Hearing the author talk about it as part of a virtual literary festival on your laptop, with your eyes closed, maybe in the dark, maybe holding a plushie a little too tight, can be even better.

If your grief's a little deeper, taking in the words of someone who's spent months or years figuring out their characters' heartbreak can help you understand your own a bit better.

John Elizabeth Stinzl's novel about a non-binary character's struggle with the slow loss of a mother they were sort of iffy on in the first place has been called "unforgettable."

Editor's Choice: If You Haven't Been Touched For Six Months This Toronto Lit Fest Is For You

What I don't remember is the sound of her voice. I've been trying not to. It's easier to believe that she never said a word, that she was mute, than to think of her falling in and out of muteness. First, because of the electric storm of depression.
Now, because her brain has lost so much of its charge.

John Elizabeth Stinzl, reading from Vanishing Monuments

They spoke Friday, as part of the Toronto International Festival of Authors, Canada's biggest digital literary festival, and the event is free to watch until Saturday at 6pm.

They were joined by Catalan novelist Marta Orriols, whose own novel is about a woman whose husband leaves her for another woman and is killed hours later, complicating her grief in ways that will resonate with a lot of people during this complicating pandemic.
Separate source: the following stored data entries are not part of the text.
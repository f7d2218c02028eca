use clap::Args;
use serde::Serialize;
use std::path::Path;
use stepwise::{format_size, get_database_info, DatabaseInfo, OutputFormat, StepwiseConfig};

/// Arguments for the Config command
#[derive(Args)]
pub struct ConfigArgs {
    /// Also list the migration files found in the migrations directory
    #[clap(short, long)]
    pub verbose: bool,
}

#[derive(Debug, Serialize)]
struct ConfigInfo {
    config_file: String,
    data_dir: String,
    migrations_dir: String,
    migrations_dir_exists: bool,
    busy_timeout_ms: u64,
    continue_on_failure: bool,
    database: DatabaseInfo,
    #[serde(skip_serializing_if = "Option::is_none")]
    files: Option<Vec<String>>,
}

pub fn run(config: &StepwiseConfig, args: ConfigArgs, output_format: OutputFormat) {
    let ConfigArgs { verbose } = args;

    let migrations_dir_exists = Path::new(&config.migrations_dir).is_dir();

    let files = if verbose && migrations_dir_exists {
        let mut names: Vec<String> = std::fs::read_dir(&config.migrations_dir)
            .map(|entries| {
                entries
                    .flatten()
                    .filter(|e| e.path().extension().is_some_and(|ext| ext == "sql"))
                    .map(|e| e.file_name().to_string_lossy().to_string())
                    .collect()
            })
            .unwrap_or_default();
        names.sort();
        Some(names)
    } else {
        None
    };

    let config_info = ConfigInfo {
        config_file: StepwiseConfig::config_file_path(),
        data_dir: config.data_dir.clone(),
        migrations_dir: config.migrations_dir.clone(),
        migrations_dir_exists,
        busy_timeout_ms: config.busy_timeout_ms,
        continue_on_failure: config.continue_on_failure,
        database: get_database_info(config),
        files,
    };

    match output_format.render_json(&config_info) {
        Some(Ok(json)) => println!("{}", json),
        Some(Err(e)) => eprintln!("Error serializing config info: {}", e),
        None => print_config_table(&config_info),
    }
}

fn print_config_table(info: &ConfigInfo) {
    println!("Stepwise Configuration");
    println!("======================\n");

    println!("General:");
    println!("  Config file:    {}", info.config_file);
    println!("  Data dir:       {}", info.data_dir);
    println!(
        "  Migrations:     {}{}",
        info.migrations_dir,
        if info.migrations_dir_exists {
            ""
        } else {
            " (missing)"
        }
    );
    println!("  Busy timeout:   {} ms", info.busy_timeout_ms);
    println!(
        "  On failure:     {}",
        if info.continue_on_failure {
            "continue"
        } else {
            "stop"
        }
    );
    println!();

    println!("Database:");
    println!("  Path:           {}", info.database.path);
    println!(
        "  Status:         {}",
        if info.database.exists {
            "exists"
        } else {
            "not created"
        }
    );
    if let Some(size) = info.database.size_bytes {
        println!("  Size:           {}", format_size(size));
    }
    println!("  Tracking table: {}", info.database.tracking_table);
    if info.database.tracking_initialized {
        println!(
            "  Applied:        {} migration(s)",
            info.database.applied_count.unwrap_or(0)
        );
        if let Some(at) = &info.database.last_applied_at {
            println!("  Last applied:   {}", at);
        }
    } else {
        println!("  Applied:        tracking table not initialized");
    }

    if let Some(files) = &info.files {
        println!();
        println!("Migration Files:");
        for name in files {
            println!("  {}", name);
        }
    }
}
pub mod config;
pub mod migrate;
pub mod rollback;
pub mod status;

use std::path::Path;
use stepwise::{load_directory, DatabaseConn, Migration, MigrationManager, StepwiseConfig};

/// Open the configured database and wrap it in a manager, exiting on failure
pub(crate) fn open_manager(config: &StepwiseConfig) -> MigrationManager<DatabaseConn> {
    match config.open_database() {
        Ok(db) => MigrationManager::with_options(db, config.manager_options()),
        Err(e) => {
            eprintln!("ERROR: Failed to open database: {}", e);
            std::process::exit(1);
        }
    }
}

/// Load migrations from `dir` (falling back to the configured directory), exiting on failure
pub(crate) fn load_migrations(config: &StepwiseConfig, dir: Option<&str>) -> Vec<Migration> {
    let dir = dir.unwrap_or(config.migrations_dir.as_str());
    if !Path::new(dir).exists() {
        eprintln!("ERROR: Migrations directory '{}' does not exist", dir);
        std::process::exit(1);
    }
    match load_directory(dir) {
        Ok(migrations) => migrations,
        Err(e) => {
            eprintln!("ERROR: {}", e);
            std::process::exit(1);
        }
    }
}
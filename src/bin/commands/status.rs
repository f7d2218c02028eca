use clap::Args;
use stepwise::{MigrationState, MigrationStatus, OutputFormat, StepwiseConfig};
use tabled::settings::Style;
use tabled::{Table, Tabled};

/// Arguments for the Status command
#[derive(Args)]
pub struct StatusArgs {
    /// Directory of migration files, defaults to the configured migrations_dir
    #[clap(short, long)]
    pub dir: Option<String>,
}

#[derive(Tabled)]
struct StatusRow {
    identity: u64,
    name: String,
    state: String,
    applied_at: String,
    reversible: bool,
}

impl From<&MigrationStatus> for StatusRow {
    fn from(status: &MigrationStatus) -> Self {
        StatusRow {
            identity: status.identity.value(),
            name: status.name.clone(),
            state: status.state.to_string(),
            applied_at: status.applied_at.clone().unwrap_or_else(|| "-".to_string()),
            reversible: status.reversible,
        }
    }
}

pub fn run(config: &StepwiseConfig, args: StatusArgs, output_format: OutputFormat) {
    let migrations = super::load_migrations(config, args.dir.as_deref());
    let manager = super::open_manager(config);

    let statuses = match manager.status(&migrations) {
        Ok(s) => s,
        Err(e) => {
            eprintln!("ERROR: {}", e);
            std::process::exit(1);
        }
    };

    match output_format {
        OutputFormat::JsonLine => {
            for s in &statuses {
                match serde_json::to_string(s) {
                    Ok(json) => println!("{}", json),
                    Err(e) => eprintln!("ERROR: Failed to serialize to JSON: {}", e),
                }
            }
        }
        OutputFormat::Json | OutputFormat::JsonPretty => {
            if let Some(rendered) = output_format.render_json(&statuses) {
                match rendered {
                    Ok(json) => println!("{}", json),
                    Err(e) => eprintln!("ERROR: Failed to serialize to JSON: {}", e),
                }
            }
        }
        OutputFormat::Table | OutputFormat::Markdown => {
            if statuses.is_empty() {
                println!("No migrations found");
                return;
            }
            let rows: Vec<StatusRow> = statuses.iter().map(StatusRow::from).collect();
            if output_format == OutputFormat::Markdown {
                println!("{}", Table::new(rows).with(Style::markdown()));
            } else {
                println!("{}", Table::new(rows).with(Style::rounded()));
            }

            let pending = statuses
                .iter()
                .filter(|s| s.state == MigrationState::Pending)
                .count();
            println!("\n{} pending, {} total", pending, statuses.len());
        }
    }
}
The two writers spoke with Scottish interviewer Janet Smyth about their own books, as well as how their understanding of grief is playing out against the backdrop of a global pandemic, where sadness — sometimes the size of a favourite shop closing, sometimes as big as a crushed career, a broken relationship, or worse — is around every corner.

The festival, with more than 200 authors and other performers from around the world, runs until November 1 and is mostly free.